*** SUPPLIED MATERIAL ***

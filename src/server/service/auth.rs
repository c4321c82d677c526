//! Username and password authentication.

use argon2::{
    password_hash::{self, PasswordHash},
    Argon2, PasswordVerifier,
};
use sea_orm::DatabaseConnection;

use crate::server::{
    data::user::UserRepository,
    error::{auth::AuthError, AppError},
    model::user::User,
};

/// Service verifying login credentials against stored argon2 hashes.
pub struct AuthService<'a> {
    db: &'a DatabaseConnection,
}

impl<'a> AuthService<'a> {
    pub fn new(db: &'a DatabaseConnection) -> Self {
        Self { db }
    }

    /// Verifies a username and password.
    ///
    /// Unknown usernames, malformed stored hashes and wrong passwords all fail the
    /// same way so the response does not reveal which usernames exist.
    ///
    /// # Returns
    /// - `Ok(User)` - Credentials are valid
    /// - `Err(AppError::AuthErr(InvalidCredentials))` - Credentials do not match
    pub async fn login(&self, username: &str, password: &str) -> Result<User, AppError> {
        let Some((user, password_hash)) = UserRepository::new(self.db)
            .find_with_password_hash(username)
            .await?
        else {
            return Err(AuthError::InvalidCredentials.into());
        };

        let password = password.to_string();
        let verified =
            tokio::task::spawn_blocking(move || verify_password(&password, &password_hash))
                .await
                .map_err(|e| {
                    AppError::InternalError(format!("Password verification failed: {}", e))
                })?;

        match verified {
            Ok(true) => {}
            Ok(false) => return Err(AuthError::InvalidCredentials.into()),
            Err(e) => {
                tracing::warn!("Stored password hash of user {} is malformed: {}", user.id, e);
                return Err(AuthError::InvalidCredentials.into());
            }
        }

        tracing::info!("User {} logged in", user.username);

        Ok(user)
    }

    /// Gets the user with the given ID, if they still exist.
    pub async fn get_user(&self, user_id: i32) -> Result<Option<User>, AppError> {
        UserRepository::new(self.db).find_by_id(user_id).await
    }
}

/// Checks a password against an argon2 PHC string. CPU bound, run off the async workers.
///
/// # Returns
/// - `Ok(bool)` - Whether the password matches
/// - `Err(password_hash::Error)` - The stored hash cannot be parsed
pub(super) fn verify_password(
    password: &str,
    password_hash: &str,
) -> Result<bool, password_hash::Error> {
    let parsed_hash = PasswordHash::new(password_hash)?;

    Ok(Argon2::default()
        .verify_password(password.as_bytes(), &parsed_hash)
        .is_ok())
}
use sea_orm::entity::prelude::*;

#[derive(Clone, Debug, PartialEq, DeriveEntityModel)]
#[sea_orm(table_name = "student")]
pub struct Model {
    #[sea_orm(primary_key)]
    pub id: i32,
    pub group_id: i32,
    pub first_name: String,
    pub last_name: String,
    pub english_level_id: i32,
    /// Expert who approved the student's entry test.
    pub expert_id: i32,
    pub entry_score: Option<f64>,
    pub incoming_test: Option<bool>,
}

#[derive(Copy, Clone, Debug, EnumIter, DeriveRelation)]
pub enum Relation {
    #[sea_orm(
        belongs_to = "super::student_group::Entity",
        from = "Column::GroupId",
        to = "super::student_group::Column::Id",
        on_update = "Cascade",
        on_delete = "Restrict"
    )]
    StudentGroup,
    #[sea_orm(
        belongs_to = "super::english_level::Entity",
        from = "Column::EnglishLevelId",
        to = "super::english_level::Column::Id",
        on_update = "Cascade",
        on_delete = "Restrict"
    )]
    EnglishLevel,
    #[sea_orm(
        belongs_to = "super::expert::Entity",
        from = "Column::ExpertId",
        to = "super::expert::Column::Id",
        on_update = "Cascade",
        on_delete = "Restrict"
    )]
    Expert,
}

impl Related<super::student_group::Entity> for Entity {
    fn to() -> RelationDef {
        Relation::StudentGroup.def()
    }
}

impl Related<super::english_level::Entity> for Entity {
    fn to() -> RelationDef {
        Relation::EnglishLevel.def()
    }
}

impl Related<super::expert::Entity> for Entity {
    fn to() -> RelationDef {
        Relation::Expert.def()
    }
}

impl ActiveModelBehavior for ActiveModel {}
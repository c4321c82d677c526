//! Error types and HTTP response handling.
//!
//! This module provides the application's error hierarchy and conversion logic for
//! transforming errors into appropriate HTTP responses. The `AppError` enum serves
//! as the top-level error type that wraps domain-specific errors and implements
//! `IntoResponse` for automatic error handling in API endpoints.

pub mod auth;
pub mod config;
pub mod internal;
pub mod validation;

use axum::{
    http::StatusCode,
    response::{IntoResponse, Response},
    Json,
};
use thiserror::Error;

use crate::{
    model::api::ErrorDto,
    server::error::{
        auth::AuthError, config::ConfigError, internal::InternalError, validation::ValidationError,
    },
};

/// Top-level application error type.
///
/// Aggregates all possible error types that can occur in the application and provides
/// automatic conversion to HTTP responses. Domain-specific errors like `AuthError` and
/// `ValidationError` handle their own response mapping, while generic variants provide
/// standard HTTP status codes.
#[derive(Error, Debug)]
pub enum AppError {
    /// Configuration error during startup or environment variable loading.
    #[error(transparent)]
    ConfigErr(#[from] ConfigError),

    /// Authentication or authorization error.
    ///
    /// Delegates to `AuthError::into_response()` for 401/403 mapping.
    #[error(transparent)]
    AuthErr(#[from] AuthError),

    /// Business rule violation in the request payload.
    ///
    /// Results in 400 Bad Request with the violated rule's message.
    #[error(transparent)]
    ValidationErr(#[from] ValidationError),

    /// Invariant broken by stored data, such as an unknown role text.
    #[error(transparent)]
    InternalErr(#[from] InternalError),

    /// Database operation error from SeaORM.
    ///
    /// Results in 500 Internal Server Error with error details logged server-side.
    #[error(transparent)]
    DbErr(#[from] sea_orm::DbErr),

    /// Session store operation error.
    #[error(transparent)]
    SessionErr(#[from] tower_sessions::session::Error),

    /// Failure binding or serving the listener.
    #[error(transparent)]
    IoErr(#[from] std::io::Error),

    /// Resource not found error.
    ///
    /// Results in 404 Not Found with the provided error message.
    #[error("{0}")]
    NotFound(String),

    /// Invalid request error.
    ///
    /// Results in 400 Bad Request with the provided error message.
    #[error("{0}")]
    BadRequest(String),

    /// Internal server error with custom message.
    ///
    /// The message is logged but a generic message is returned to the client.
    #[error("{0}")]
    InternalError(String),
}

/// Converts application errors into HTTP responses.
///
/// # Returns
/// - 400 Bad Request - For `BadRequest` and most `ValidationErr` variants
/// - 401/403 - For `AuthErr`, delegated to `AuthError::into_response()`
/// - 404 Not Found - For `NotFound`
/// - 409 Conflict - For `ValidationErr(GroupHasStudents)`
/// - 500 Internal Server Error - For all other error types
impl IntoResponse for AppError {
    fn into_response(self) -> Response {
        match self {
            Self::AuthErr(err) => err.into_response(),
            Self::ValidationErr(err) => err.into_response(),
            Self::NotFound(msg) => (StatusCode::NOT_FOUND, Json(ErrorDto::new(msg))).into_response(),
            Self::BadRequest(msg) => {
                (StatusCode::BAD_REQUEST, Json(ErrorDto::new(msg))).into_response()
            }
            Self::InternalError(msg) => {
                tracing::error!("Internal error: {}", msg);
                (
                    StatusCode::INTERNAL_SERVER_ERROR,
                    Json(ErrorDto::new("Internal server error")),
                )
                    .into_response()
            }
            err => InternalServerError(err).into_response(),
        }
    }
}

/// Wrapper type for converting any displayable error into a 500 Internal Server Error response.
///
/// Logs the error message and returns a generic "Internal server error" message to the
/// client to avoid leaking implementation details.
pub struct InternalServerError<E>(pub E);

impl<E: std::fmt::Display> IntoResponse for InternalServerError<E> {
    fn into_response(self) -> Response {
        tracing::error!("{}", self.0);

        (
            StatusCode::INTERNAL_SERVER_ERROR,
            Json(ErrorDto::new("Internal server error")),
        )
            .into_response()
    }
}
use entity::prelude::*;
use sea_orm::{sea_query::TableCreateStatement, EntityTrait, Schema};

use crate::{context::TestContext, error::TestError};

/// Builder for creating test contexts with customizable database schemas.
///
/// Provides a fluent interface for configuring test environments with in-memory SQLite
/// databases. Use the builder pattern to add entity tables, then call `build()` to
/// create the configured test context.
///
/// # Example
///
/// ```rust,ignore
/// use test_utils::builder::TestBuilder;
/// use entity::prelude::{Location, User};
///
/// let test = TestBuilder::new()
///     .with_table(Location)
///     .with_table(User)
///     .build()
///     .await?;
/// ```
pub struct TestBuilder {
    /// CREATE TABLE statements executed in insertion order during `build()`.
    tables: Vec<TableCreateStatement>,
}

impl TestBuilder {
    /// Creates a new test builder with no tables configured.
    pub fn new() -> Self {
        Self { tables: Vec::new() }
    }

    /// Adds an entity table to the test database schema.
    ///
    /// Generates a CREATE TABLE statement from the provided SeaORM entity using SQLite
    /// backend syntax. Tables should be added in dependency order (tables with foreign
    /// keys after the tables they reference).
    ///
    /// # Arguments
    /// - `entity` - SeaORM entity implementing `EntityTrait` to create a table for
    ///
    /// # Returns
    /// - `Self` - Builder instance for method chaining
    pub fn with_table<E: EntityTrait>(mut self, entity: E) -> Self {
        let schema = Schema::new(sea_orm::DbBackend::Sqlite);
        self.tables.push(schema.create_table_from_entity(entity));
        self
    }

    /// Adds the tables needed to work with users and their locations.
    ///
    /// Adds, in dependency order: Location, User.
    pub fn with_user_tables(self) -> Self {
        self.with_table(Location).with_table(User)
    }

    /// Adds the tables needed for group and student operations.
    ///
    /// Adds, in dependency order: Location, User, Status, StudentGroup, GroupTeacher,
    /// EnglishLevel, Expert, Student. Students are included because group queries
    /// report student counts.
    pub fn with_group_tables(self) -> Self {
        self.with_user_tables()
            .with_table(Status)
            .with_table(StudentGroup)
            .with_table(GroupTeacher)
            .with_table(EnglishLevel)
            .with_table(Expert)
            .with_table(Student)
    }

    /// Adds every table in the schema.
    ///
    /// Equivalent to `with_group_tables()` followed by EventType and Event.
    pub fn with_all_tables(self) -> Self {
        self.with_group_tables()
            .with_table(EventType)
            .with_table(Event)
    }

    /// Builds and initializes the test context with configured tables.
    ///
    /// Creates an in-memory SQLite database connection and executes all CREATE TABLE
    /// statements that were added to the builder.
    ///
    /// # Returns
    /// - `Ok(TestContext)` - Test context with database and tables ready
    /// - `Err(TestError::Database)` - Failed to connect to database or create tables
    pub async fn build(self) -> Result<TestContext, TestError> {
        let mut setup = TestContext::new();

        setup.with_tables(self.tables).await?;

        Ok(setup)
    }
}

impl Default for TestBuilder {
    fn default() -> Self {
        Self::new()
    }
}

***

* YOUR ASSIGNMENT *
In the lines above, spot each one that contains the word "Adds" and copy it.

* TASK SOLUTION *
    /// Adds an entity table to the test database schema.
    /// Adds the tables needed to work with users and their locations.
    /// Adds, in dependency order: Location, User.
    /// Adds the tables needed for group and student operations.
    /// Adds, in dependency order: Location, User, Status, StudentGroup, GroupTeacher,
    /// Adds every table in the schema.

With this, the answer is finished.